On 17.10.2016 22:12, Paul Moore wrote:
- Whether you choose to believe me or not, I've sincerely tried to
understand the proposal [...]
I think you did and I would like others to follow your example.
- Can someone summarise the *other* arguments for the proposal?
I for one think it's just restriction lifting. If that doesn't suffice, that's okay.
It's worth noting here that we have had no real-world use cases, so the common approach of demonstrating real code, and showing how the proposal improves it, is not available.
Sorry? You know, I am all for real-world code and I also delivered: https://mail.python.org/pipermail/python-ideas/2016-October/043030.html
If it doesn't meet your standards of real-world code, okay. I meets mine.
Also, there's no evidence that this is a common need, and so it's not clear to what extent any sort of special language support is warranted. We don't (as far as I know, and no-one's provided evidence otherwise) see people routinely writing workarounds for this construct.
I do. Every usage of chain.from_iterable is that, well, "workaround". Workaround is too hard I think. It's more of an inconvenience.
We don't hear of trainers saying that pupils routinely try to do this, and are surprised when it doesn't work (I'm specifically talking about students *deducing* this behaviour, not being asked if they think it's reasonable once explained).
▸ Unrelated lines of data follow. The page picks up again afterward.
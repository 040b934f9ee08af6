//! End-to-end turns against a scripted provider: no network, real loop,
//! real tools, real session store.

use std::sync::Arc;
use std::sync::Mutex;
use std::time::Duration;

use async_stream::try_stream;
use async_trait::async_trait;
use serde_json::json;
use tokio_util::sync::CancellationToken;

use quill_core::agent::{Agent, AgentEvent, TurnOutcome};
use quill_core::config::AgentConfig;
use quill_core::config::ApprovalMode;
use quill_core::llm::content::{Content, FunctionCall, Part, Role};
use quill_core::llm::provider::LLMProvider;
use quill_core::llm::request::LLMRequest;
use quill_core::llm::response::{FinishReason, LLMResponse, LLMStream};
use quill_core::llm::LLMError;
use quill_core::session::{EventAuthor, InMemorySessionStore, SessionStore};
use quill_core::tools::builtin_registry;

/// Pops one pre-scripted response per model invocation. Streams the text of
/// each response as a single partial chunk first, like a real backend.
struct ScriptedProvider {
    responses: Mutex<Vec<LLMResponse>>,
}

impl ScriptedProvider {
    fn new(mut responses: Vec<LLMResponse>) -> Self {
        responses.reverse();
        Self {
            responses: Mutex::new(responses),
        }
    }

    fn text(text: &str) -> LLMResponse {
        LLMResponse::completed(Content::model_text(text), FinishReason::Stop)
    }

    fn call(name: &str, id: &str, args: serde_json::Value) -> LLMResponse {
        LLMResponse::completed(
            Content::new(
                Role::Model,
                vec![Part::FunctionCall {
                    call: FunctionCall {
                        id: id.to_string(),
                        name: name.to_string(),
                        args,
                    },
                }],
            ),
            FinishReason::Stop,
        )
    }
}

#[async_trait]
impl LLMProvider for ScriptedProvider {
    fn name(&self) -> &str {
        "scripted"
    }

    async fn generate(
        &self,
        _request: LLMRequest,
        _cancel: CancellationToken,
    ) -> Result<LLMResponse, LLMError> {
        self.responses
            .lock()
            .unwrap()
            .pop()
            .ok_or_else(|| LLMError::Provider("script exhausted".to_string()))
    }

    async fn stream(
        &self,
        request: LLMRequest,
        cancel: CancellationToken,
    ) -> Result<LLMStream, LLMError> {
        let response = self.generate(request, cancel).await?;
        let stream = try_stream! {
            let text = response.content.joined_text();
            if !text.is_empty() {
                yield LLMResponse::partial_text(text);
            }
            yield response;
        };
        Ok(Box::pin(stream))
    }

    fn supported_models(&self) -> Vec<String> {
        vec!["scripted-1".to_string()]
    }
}

/// Streams forever until cancelled.
struct HangingProvider;

#[async_trait]
impl LLMProvider for HangingProvider {
    fn name(&self) -> &str {
        "hanging"
    }

    async fn generate(
        &self,
        _request: LLMRequest,
        cancel: CancellationToken,
    ) -> Result<LLMResponse, LLMError> {
        cancel.cancelled().await;
        Err(LLMError::Cancelled)
    }

    async fn stream(
        &self,
        _request: LLMRequest,
        cancel: CancellationToken,
    ) -> Result<LLMStream, LLMError> {
        let stream = try_stream! {
            yield LLMResponse::partial_text("starting");
            cancel.cancelled().await;
            Err::<(), _>(LLMError::Cancelled)?;
            // Unreachable; the error above ends the stream.
            yield LLMResponse::partial_text("");
        };
        Ok(Box::pin(stream))
    }

    fn supported_models(&self) -> Vec<String> {
        vec!["hanging-1".to_string()]
    }
}

async fn agent_with(
    provider: Box<dyn LLMProvider>,
    workspace: &std::path::Path,
) -> (Agent, Arc<quill_core::session::Session>) {
    let store = InMemorySessionStore::new();
    let session = store.create("tester", "scenario").await.unwrap();
    let agent = Agent::new(
        provider,
        "scripted-1",
        Arc::new(builtin_registry()),
        session.clone(),
        workspace.to_path_buf(),
    )
    .with_config(AgentConfig {
        approval: ApprovalMode::Never,
        ..AgentConfig::default()
    });
    (agent, session)
}

#[tokio::test]
async fn simple_qa_without_tools() {
    let tmp = tempfile::TempDir::new().unwrap();
    let provider = ScriptedProvider::new(vec![ScriptedProvider::text("4")]);
    let (agent, session) = agent_with(Box::new(provider), tmp.path()).await;

    let outcome = agent
        .run_turn("What is 2+2?", CancellationToken::new())
        .await
        .unwrap();

    assert_eq!(
        outcome,
        TurnOutcome::Completed {
            text: "4".to_string()
        }
    );

    let events = session.events_raw().await;
    assert_eq!(events.len(), 2);
    assert_eq!(events[0].author, EventAuthor::User);
    assert_eq!(events[1].author, EventAuthor::Model);
    assert_eq!(events[1].content.joined_text(), "4");
    assert!(!events[1].content.has_function_calls());
    // Both events belong to the same invocation.
    assert_eq!(events[0].invocation_id, events[1].invocation_id);
}

#[tokio::test]
async fn single_read_round_trip() {
    let tmp = tempfile::TempDir::new().unwrap();
    std::fs::write(tmp.path().join("hello.txt"), "hi\n").unwrap();

    let provider = ScriptedProvider::new(vec![
        ScriptedProvider::call("read_file", "call_1", json!({"path": "hello.txt"})),
        ScriptedProvider::text("The file says: hi"),
    ]);
    let (agent, session) = agent_with(Box::new(provider), tmp.path()).await;

    let outcome = agent
        .run_turn("Show me hello.txt", CancellationToken::new())
        .await
        .unwrap();
    assert!(matches!(outcome, TurnOutcome::Completed { .. }));

    let events = session.events_raw().await;
    // user, model(call), tool responses, model(text).
    assert_eq!(events.len(), 4);

    let call_event = &events[1];
    let calls: Vec<_> = call_event.content.function_calls().collect();
    assert_eq!(calls.len(), 1);
    assert_eq!(calls[0].name, "read_file");
    assert_eq!(calls[0].args["path"], "hello.txt");

    let response_event = &events[2];
    assert_eq!(response_event.content.role, Role::User);
    let response = response_event.content.parts[0]
        .as_function_response()
        .unwrap();
    assert_eq!(response.id, "call_1");
    assert_eq!(response.response["content"], "hi\n");
    assert_eq!(response.response["total_lines"], 2);

    assert_eq!(events[3].content.joined_text(), "The file says: hi");
}

#[tokio::test]
async fn write_size_guard_then_retry() {
    let tmp = tempfile::TempDir::new().unwrap();
    std::fs::write(tmp.path().join("big.go"), "x".repeat(5000)).unwrap();

    let small = "y".repeat(300);
    let provider = ScriptedProvider::new(vec![
        ScriptedProvider::call(
            "write_file",
            "call_1",
            json!({"path": "big.go", "content": small, "allow_size_reduce": false}),
        ),
        ScriptedProvider::call(
            "write_file",
            "call_2",
            json!({"path": "big.go", "content": "y".repeat(300), "allow_size_reduce": true}),
        ),
        ScriptedProvider::text("done"),
    ]);
    let (agent, session) = agent_with(Box::new(provider), tmp.path()).await;

    agent
        .run_turn("shrink big.go", CancellationToken::new())
        .await
        .unwrap();

    let events = session.events_raw().await;
    let first_response = events[2].content.parts[0].as_function_response().unwrap();
    assert_eq!(first_response.response["error"], "SizeReductionRefused");
    let message = first_response.response["message"].as_str().unwrap();
    assert!(message.contains("5000"));
    assert!(message.contains("300"));
    assert!(message.contains("94.0%"));

    let second_response = events[4].content.parts[0].as_function_response().unwrap();
    assert_eq!(second_response.response["success"], true);
    assert_eq!(
        std::fs::read_to_string(tmp.path().join("big.go")).unwrap().len(),
        300
    );
}

#[tokio::test]
async fn unknown_tool_synthesises_error_response() {
    let tmp = tempfile::TempDir::new().unwrap();
    let provider = ScriptedProvider::new(vec![
        ScriptedProvider::call("imaginary_tool", "call_1", json!({})),
        ScriptedProvider::text("understood"),
    ]);
    let (agent, session) = agent_with(Box::new(provider), tmp.path()).await;

    let outcome = agent
        .run_turn("use the imaginary tool", CancellationToken::new())
        .await
        .unwrap();
    assert!(matches!(outcome, TurnOutcome::Completed { .. }));

    let events = session.events_raw().await;
    let response = events[2].content.parts[0].as_function_response().unwrap();
    assert!(
        response.response["message"]
            .as_str()
            .unwrap()
            .contains("tool not found")
    );
}

#[tokio::test]
async fn max_steps_terminates_runaway_turn() {
    let tmp = tempfile::TempDir::new().unwrap();
    std::fs::write(tmp.path().join("f.txt"), "x\n").unwrap();

    // 51 consecutive tool-call responses; the 51st is never executed.
    let mut responses: Vec<LLMResponse> = (0..51)
        .map(|i| {
            ScriptedProvider::call(
                "read_file",
                &format!("call_{i}"),
                json!({"path": "f.txt"}),
            )
        })
        .collect();
    responses.push(ScriptedProvider::text("never reached"));

    let provider = ScriptedProvider::new(responses);
    let (agent, _session) = agent_with(Box::new(provider), tmp.path()).await;

    let outcome = agent
        .run_turn("loop forever", CancellationToken::new())
        .await
        .unwrap();
    assert_eq!(outcome, TurnOutcome::MaxStepsReached);
}

#[tokio::test]
async fn rejection_surfaces_user_rejected_payload() {
    struct RejectAll;

    #[async_trait]
    impl quill_core::agent::ApprovalHandler for RejectAll {
        async fn confirm(&self, _request: &quill_core::agent::ApprovalRequest) -> bool {
            false
        }
    }

    let tmp = tempfile::TempDir::new().unwrap();
    std::fs::write(tmp.path().join("f.txt"), "keep me\n").unwrap();

    let provider = ScriptedProvider::new(vec![
        ScriptedProvider::call(
            "write_file",
            "call_1",
            json!({"path": "f.txt", "content": "overwritten"}),
        ),
        ScriptedProvider::text("ok, leaving it alone"),
    ]);

    let store = InMemorySessionStore::new();
    let session = store.create("tester", "approval").await.unwrap();
    let agent = Agent::new(
        Box::new(provider),
        "scripted-1",
        Arc::new(builtin_registry()),
        session.clone(),
        tmp.path().to_path_buf(),
    )
    .with_config(AgentConfig {
        approval: ApprovalMode::Untrusted,
        ..AgentConfig::default()
    })
    .with_approval_handler(Arc::new(RejectAll));

    let outcome = agent
        .run_turn("overwrite f.txt", CancellationToken::new())
        .await
        .unwrap();
    assert!(matches!(outcome, TurnOutcome::Completed { .. }));

    let events = session.events_raw().await;
    let response = events[2].content.parts[0].as_function_response().unwrap();
    assert_eq!(response.response["error"], "user rejected");
    // The file was never touched.
    assert_eq!(
        std::fs::read_to_string(tmp.path().join("f.txt")).unwrap(),
        "keep me\n"
    );
}

#[tokio::test]
async fn cancellation_mid_stream_ends_turn_cleanly() {
    let tmp = tempfile::TempDir::new().unwrap();
    let (agent, session) = agent_with(Box::new(HangingProvider), tmp.path()).await;

    let cancel = CancellationToken::new();
    let canceller = cancel.clone();
    tokio::spawn(async move {
        tokio::time::sleep(Duration::from_millis(100)).await;
        canceller.cancel();
    });

    let started = std::time::Instant::now();
    let outcome = agent.run_turn("never finishes", cancel).await.unwrap();
    assert_eq!(outcome, TurnOutcome::Cancelled);
    assert!(started.elapsed() < Duration::from_secs(2));

    // Only the user event landed; no partial model event, no tool calls.
    let events = session.events_raw().await;
    assert_eq!(events.len(), 1);
    assert_eq!(events[0].author, EventAuthor::User);
}

#[tokio::test]
async fn streamed_text_reaches_the_sink() {
    let tmp = tempfile::TempDir::new().unwrap();
    let provider = ScriptedProvider::new(vec![ScriptedProvider::text("streamed answer")]);
    let store = InMemorySessionStore::new();
    let session = store.create("tester", "sink").await.unwrap();

    let deltas: Arc<Mutex<Vec<String>>> = Arc::new(Mutex::new(Vec::new()));
    let sink_deltas = deltas.clone();
    let agent = Agent::new(
        Box::new(provider),
        "scripted-1",
        Arc::new(builtin_registry()),
        session,
        tmp.path().to_path_buf(),
    )
    .with_event_sink(Arc::new(move |event: &AgentEvent| {
        if let AgentEvent::Message { delta, .. } = event {
            sink_deltas.lock().unwrap().push(delta.clone());
        }
    }));

    agent
        .run_turn("say something", CancellationToken::new())
        .await
        .unwrap();

    assert_eq!(deltas.lock().unwrap().join(""), "streamed answer");
}
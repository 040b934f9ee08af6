//! Structured events emitted by the loop for the presentation layer and the
//! non-interactive JSONL stream.

use std::sync::Arc;

use chrono::{DateTime, Utc};
use serde::{Deserialize, Serialize};
use serde_json::Value;

use crate::telemetry::UsageSummary;

/// One structured event. Each carries the session id, a timestamp, and a
/// type-specific payload; `Result` terminates a non-interactive stream.
#[derive(Debug, Clone, Serialize, Deserialize)]
#[serde(tag = "type", rename_all = "snake_case")]
pub enum AgentEvent {
    Init {
        session_id: String,
        timestamp: DateTime<Utc>,
        model: String,
        workspace: String,
    },
    Message {
        session_id: String,
        timestamp: DateTime<Utc>,
        delta: String,
    },
    ToolUse {
        session_id: String,
        timestamp: DateTime<Utc>,
        call_id: String,
        name: String,
        args: Value,
    },
    ToolResult {
        session_id: String,
        timestamp: DateTime<Utc>,
        call_id: String,
        name: String,
        result: Value,
    },
    Error {
        session_id: String,
        timestamp: DateTime<Utc>,
        message: String,
    },
    Result {
        session_id: String,
        timestamp: DateTime<Utc>,
        outcome: String,
        usage: UsageSummary,
    },
}

/// Callback receiving structured events as the loop produces them.
pub type EventSink = Arc<dyn Fn(&AgentEvent) + Send + Sync>;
That's fair. As we see it, trainers deliberately choose to omit some language features they personally feel uncomfortable with. So, yes, if there were trainers who routinely reported this, that would be a strong argument for it. However, the absence of this signal, is not an argument against it IMHO.
I don't see any signs of progress here. And I'm pretty much at the point where I'm losing interest in having the same points repeated at me over and over, as if repetition and volume will persuade me. Sorry.
Same here. The discussion is inconclusive. I think it's best to drop it for the time being.